The authors generate each LR frame from the HR REDS frame by using MATLAB function imresize with bicubic interpolation and downscaling factor 4.
Q3. How does the TTI team integrate spatial and temporal information from consecutive video frames?
8. They integrate spatial and temporal contexts from consecutive video frames using a recurrent encoder-decoder module, that fuses multi-frame information with the more traditional, single frame super-resolution path for the target frame.
Q4. What is the purpose of the motion blurs?
To handle motion blurs in Track 2, they additionally use deblurring stage afterward, feeding the output of the super-resolution model to the deblurring model.
Q5. How many train frames did the participants find sufficient?
Train data REDS dataset [16] has 24000 train frames and all the participants found the amount of data to be sufficient for training their models.
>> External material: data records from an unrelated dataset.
//! Commands delivered to the controller: [`Msg`] and [`EditKind`].

use pathviz_core::Point;
use pathviz_paths::Algorithm;
use pathviz_replay::Tick;

/// A grid edit.
#[derive(Copy, Clone, Debug, PartialEq, Eq, Hash)]
#[cfg_attr(feature = "serde", derive(serde::Serialize, serde::Deserialize))]
pub enum EditKind {
    MarkStart,
    MarkEnd,
    MarkObstacle,
    ClearObstacle,
}

/// A message delivered to the application.
#[derive(Clone, Debug)]
pub enum Msg {
    /// Sent once when the application starts.
    Init,
    /// Apply an edit to the cell at `pos`.
    Edit { pos: Point, kind: EditKind },
    /// Run a search; `None` uses the configured algorithm.
    Run(Option<Algorithm>),
    /// Discard the grid and build a fresh one, optionally of a new size.
    Reset { size: Option<i32> },
    /// Reset, then fill the grid with a random maze.
    GenerateMaze,
    /// Scheduled animation step.
    Tick(Tick),
    /// Request to quit.
    Quit,
}

impl Msg {
    /// Convenience: an edit message.
    pub fn edit(kind: EditKind, x: i32, y: i32) -> Self {
        Self::Edit {
            pos: Point::new(x, y),
            kind,
        }
    }
}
Q6. What is the way to improve the performance of a 3D video restoration network?
The cascaded network can further remove the severe motion blur that cannot be handled by the preceding model and alleviate the inconsistency among output frames.
Q7. How is the high-resolution reference frame obtained?
the high-resolution reference frame is obtained by adding the predicted image residual to a direct upsampled image [10].
Q8. What is the purpose of the challenge?
Challenge phases (1) Development (training) phase: the participants got both LR and HR train video frames and1986Authorized licensed use limited to: ULAKBIM UASL - KOC UNIVERSITY.
Q9. What is the ranking team's proposal for EDVR?
HelloVSR team proposes the EDVR framework [31], which takes 2N + 1 low-resolution frames as inputs and generates a high-resolution output, as shown in Fig.
Q10. What is the way to improve the performance of a video restoration network?
Under a strictly controlled computational budget, they explore the designs of each residual building block in a video restoration network, which consists of a mixture of 2D and 3D convolutional layers.